日本が戦争に負け、7年近くもアメリカなどに占領されたことを覚えている人も少なくなった。
私にも、実際の記憶なのか、誰かから聞いた話を自分の記憶と思い込んだのか分からない思い出がある。生まれ育った関東の中都市の家の近くに国道の陸橋があり、ガード下に、戦災で焼け出された何組かの家族がバラックに住んでいた。
ある日、通りかかると、進駐軍(占領軍のことをそう呼んでいた)のジープが止まっていて、若いGI(アメリカ兵)が、周りを取り囲んだガード下の子どもたちにチョコレートを分け与えていた。手を出しながら「マネー、マネー」と叫ぶ子どもたち。
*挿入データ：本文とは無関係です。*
use core::{fmt, time::Duration};

use serde::{Deserialize, Serialize};

macro_rules! string_id {
    ($(#[$meta:meta])* $name:ident) => {
        $(#[$meta])*
        #[derive(Debug, Clone, PartialEq, Eq, PartialOrd, Ord, Hash, Serialize, Deserialize)]
        #[serde(transparent)]
        pub struct $name(String);

        impl $name {
            pub fn new(id: impl Into<String>) -> Self {
                Self(id.into())
            }

            #[must_use]
            pub fn as_str(&self) -> &str {
                &self.0
            }
        }

        impl fmt::Display for $name {
            fn fmt(&self, f: &mut fmt::Formatter<'_>) -> fmt::Result {
                f.write_str(&self.0)
            }
        }

        impl From<&str> for $name {
            fn from(value: &str) -> Self {
                Self(value.to_owned())
            }
        }

        impl From<String> for $name {
            fn from(value: String) -> Self {
                Self(value)
            }
        }
    };
}

string_id!(
    /// Opaque channel identifier (a room id on Matrix).
    ChannelId
);
string_id!(
    /// Opaque message identifier (an event id on Matrix).
    MessageId
);
string_id!(UserId);

/// Wall-clock instant in milliseconds since the Unix epoch.
#[derive(Debug, Clone, Copy, PartialEq, Eq, PartialOrd, Ord, Hash, Serialize, Deserialize)]
#[serde(transparent)]
pub struct Timestamp(u64);

impl Timestamp {
    #[must_use]
    pub const fn from_millis(millis: u64) -> Self {
        Self(millis)
    }

    #[must_use]
    pub const fn as_millis(self) -> u64 {
        self.0
    }

    /// Time elapsed from `earlier` to `self`, zero if `earlier` is later.
    #[must_use]
    pub const fn saturating_since(self, earlier: Self) -> Duration {
        Duration::from_millis(self.0.saturating_sub(earlier.0))
    }

    #[must_use]
    pub fn saturating_sub(self, span: Duration) -> Self {
        Self(self.0.saturating_sub(duration_millis(span)))
    }

    #[must_use]
    pub fn saturating_add(self, span: Duration) -> Self {
        Self(self.0.saturating_add(duration_millis(span)))
    }
}

fn duration_millis(span: Duration) -> u64 {
    u64::try_from(span.as_millis()).unwrap_or(u64::MAX)
}

impl fmt::Display for Timestamp {
    fn fmt(&self, f: &mut fmt::Formatter<'_>) -> fmt::Result {
        write!(f, "{}ms", self.0)
    }
}

#[cfg(test)]
mod tests {
    use super::*;

    #[test]
    fn timestamp_arithmetic_saturates() {
        let t = Timestamp::from_millis(1_000);
        assert_eq!(t.saturating_sub(Duration::from_secs(60)), Timestamp::from_millis(0));
        assert_eq!(
            Timestamp::from_millis(500).saturating_since(t),
            Duration::ZERO
        );
        assert_eq!(
            t.saturating_add(Duration::from_millis(250)).as_millis(),
            1_250
        );
    }

    #[test]
    fn ids_serialize_as_plain_strings() {
        let id = ChannelId::from("!room:example.org");
        let json = serde_json::to_string(&id).unwrap();
        assert_eq!(json, "\"!room:example.org\"");
        assert_eq!(id.to_string(), "!room:example.org");
    }
}
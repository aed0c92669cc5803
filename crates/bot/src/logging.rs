use anyhow::{Context as _, Result};
use clap::ValueEnum;
use tracing::{Subscriber, level_filters::LevelFilter};
use tracing_subscriber::{
    EnvFilter, Layer, layer::SubscriberExt as _, registry::LookupSpan, util::SubscriberInitExt as _,
};

#[derive(Debug, Clone, Copy, Default, PartialEq, Eq, ValueEnum)]
pub enum LogFormat {
    Json,
    #[default]
    Pretty,
}

impl LogFormat {
    pub fn layer<S>(self) -> Box<dyn Layer<S> + Send + Sync + 'static>
    where
        for<'a> S: Subscriber + LookupSpan<'a>,
    {
        let fmt = tracing_subscriber::fmt::layer().with_thread_names(true);

        match self {
            Self::Json => Box::new(fmt.json().with_target(false)),
            Self::Pretty => Box::new(
                fmt.pretty()
                    .with_target(true)
                    .with_file(true)
                    .with_line_number(true),
            ),
        }
    }
}

/// Installs the global subscriber. `RUST_LOG` filters, defaulting to `info`.
pub fn init_tracing(format: LogFormat) -> Result<()> {
    let filter = EnvFilter::builder()
        .with_default_directive(LevelFilter::INFO.into())
        .from_env()
        .context("parsing RUST_LOG")?;

    tracing_subscriber::registry()
        .with(filter)
        .with(format.layer())
        .try_init()
        .context("installing tracing subscriber")
}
それを、自分も同じようにしたい気持ちを、「そんな恥ずかしいことはしない」というプライドが抑え込むのを感じながら、離れてじっと見ていた――。
占領の時代は、さまざまな不合理、不自由以上に、精神的な抑圧とコンプレックスが大きかったように思う。だからこそ、日本人にとって独立の解放感は大きかった。
今回の出来事は、その独立直前に起きた乗員・乗客37人死亡という、当時日本最悪の航空事故。「全員救出」が伝えられ、その後、一転「全員死亡」に。情報の混乱の中でメディア史に残る「虚報」も生まれた。原因究明も十分にされないまま、占領の終結・独立の喧騒の中で、あっという間に忘れ去られた。
事実関係を追っていくと、そこには占領という厳しい現実の下、アメリカの厚いカベと、それに従属し、依存する日本という図式が見えてくる。そして、それは70年近くたったいまも根本的には変わっていないように思える。
「全員救助さる」
1952年4月9日朝、東京・羽田空港を離陸した日本航空(日航)機が消息を断った。午後早く印刷されたと思われる毎日の号外を見てみる。
日航機もく星号遭難か 乗客卅(三十)三名 大島上空で消息絶つ
日本航空福岡行き定期第1便、マーチン300型(202型の誤り)「もく星号」は9日午前7時33分(34分の誤り)、乗員4名のほか、八幡製鉄(現日本製鉄)社長・三鬼隆氏、(漫談家)大辻司郎氏ら旅客33名を乗せて羽田空港を出発。同59分、大島通過の報があったまま消息を絶った。同機は予備無線もあり、12時25分までの燃料しか積載しておらず、(午後)0時半現在に至るも同機から連絡がないので、遭難したのではないかと憂慮されている。同機は(午前)9時30分、大阪着。同11時、福岡着の予定のもの。
記事には乗客、乗員の名簿も付いている。敗戦後、日本の占領統治に当たった連合国軍総司令部(GHQ)は日本側の自主的な航空運輸を認めず、日航は営業のみで、運航はアメリカのノースウエスト航空(現デルタ航空)が担当していた。機長、副機長とも同航空経由で派遣されたアメリカ人。航空運賃が高価だったため、乗客には会社社長や役員、ホテル支配人、労組幹部らが目立つ。